Problem requirements ::
Which lines below contain the word "BuildConfig"? Copy each of them.

Dataset excerpts ::
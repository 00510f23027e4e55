use std::fs;
use std::path::{Path, PathBuf};

use gavelbet_sdk::{BuildConfig, Network, RetryPolicy};
use serde::{Deserialize, Serialize};
use thiserror::Error;

use crate::secrets::EncryptedKeyStore;

pub const CONFIG_FILE: &str = "gavelbet.json";

pub const ENV_PROJECT_ID: &str = "GAVELBET_BLOCKFROST_PROJECT_ID";
pub const ENV_NETWORK: &str = "GAVELBET_NETWORK";

#[derive(Error, Debug)]
pub enum ConfigError {
    #[error("IO error: {0}")]
    Io(#[from] std::io::Error),

    #[error("JSON error: {0}")]
    Json(#[from] serde_json::Error),

    #[error("missing setting: {0}")]
    Missing(&'static str),

    #[error("invalid setting {field}: {reason}")]
    Invalid { field: &'static str, reason: String },
}

/// Application settings, read from `gavelbet.json` in the data directory.
#[derive(Debug, Clone, PartialEq, Eq, Serialize, Deserialize)]
#[serde(rename_all = "camelCase")]
pub struct AppConfig {
    pub network: Network,
    #[serde(default)]
    pub blockfrost_project_id: String,
    /// Overrides the public Blockfrost endpoint for `network`.
    #[serde(default, skip_serializing_if = "Option::is_none")]
    pub blockfrost_url: Option<String>,
    /// Path to the `plutus.json` blueprint holding the auction validator.
    pub auction_blueprint: PathBuf,
    #[serde(default = "default_auction_title")]
    pub auction_title: String,
    pub bet_blueprint: PathBuf,
    #[serde(default = "default_bet_title")]
    pub bet_title: String,
    /// Directory holding the encrypted key files.
    #[serde(default, skip_serializing_if = "Option::is_none")]
    pub data_dir: Option<PathBuf>,
    #[serde(default)]
    pub retry: RetryPolicy,
    #[serde(default)]
    pub build: BuildConfig,
}

fn default_auction_title() -> String {
    "auction.auction".to_string()
}

fn default_bet_title() -> String {
    "bet.bet".to_string()
}

impl AppConfig {
    /// Read, apply environment overrides and validate.
    pub fn load(path: &Path) -> Result<Self, ConfigError> {
        let contents = fs::read_to_string(path)?;
        let mut config: AppConfig = serde_json::from_str(&contents)?;
        config.apply_overrides(|key| std::env::var(key).ok())?;

        // Blueprint paths are relative to the config file.
        if let Some(base) = path.parent() {
            config.auction_blueprint = base.join(&config.auction_blueprint);
            config.bet_blueprint = base.join(&config.bet_blueprint);
        }
        config.validate()?;
        tracing::debug!(network = %config.network, path = %path.display(), "config loaded");
        Ok(config)
    }

    pub fn save(&self, path: &Path) -> Result<(), ConfigError> {
        if let Some(parent) = path.parent() {
            fs::create_dir_all(parent)?;
        }
        fs::write(path, serde_json::to_string_pretty(self)?)?;
        Ok(())
    }

    /// Environment wins over the file for the provider key and the network.
    pub fn apply_overrides(
        &mut self,
        lookup: impl Fn(&str) -> Option<String>,
    ) -> Result<(), ConfigError> {
        if let Some(id) = lookup(ENV_PROJECT_ID) {
            self.blockfrost_project_id = id;
        }
        if let Some(network) = lookup(ENV_NETWORK) {
            self.network = network.parse().map_err(|reason| ConfigError::Invalid {
                field: "network",
                reason,
            })?;
        }
        Ok(())
    }

    pub fn validate(&self) -> Result<(), ConfigError> {
        let id = self.blockfrost_project_id.trim();
        if id.is_empty() {
            return Err(ConfigError::Missing("blockfrostProjectId"));
        }
        // Blockfrost ids carry their network as prefix.
        let expected = self.network.as_str();
        if !id.starts_with(expected) {
            return Err(ConfigError::Invalid {
                field: "blockfrostProjectId",
                reason: format!("project id is not for {expected}"),
            });
        }
        if self.retry.max_attempts == 0 {
            return Err(ConfigError::Invalid {
                field: "retry.max_attempts",
                reason: "must be at least 1".into(),
            });
        }
        if self.build.validity_window.is_zero() {
            return Err(ConfigError::Invalid {
                field: "build.validity_window",
                reason: "must be positive".into(),
            });
        }
        Ok(())
    }

    pub fn blockfrost_url(&self) -> &str {
        self.blockfrost_url
            .as_deref()
            .unwrap_or_else(|| self.network.blockfrost_url())
    }

    pub fn data_dir(&self) -> Option<&Path> {
        self.data_dir.as_deref()
    }

    /// Encrypted key store under the data directory, when one is configured.
    pub fn key_store(&self) -> Option<EncryptedKeyStore> {
        self.data_dir().map(EncryptedKeyStore::new)
    }
}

Written reply ::
use gavelbet_sdk::{BuildConfig, Network, RetryPolicy};
    pub build: BuildConfig,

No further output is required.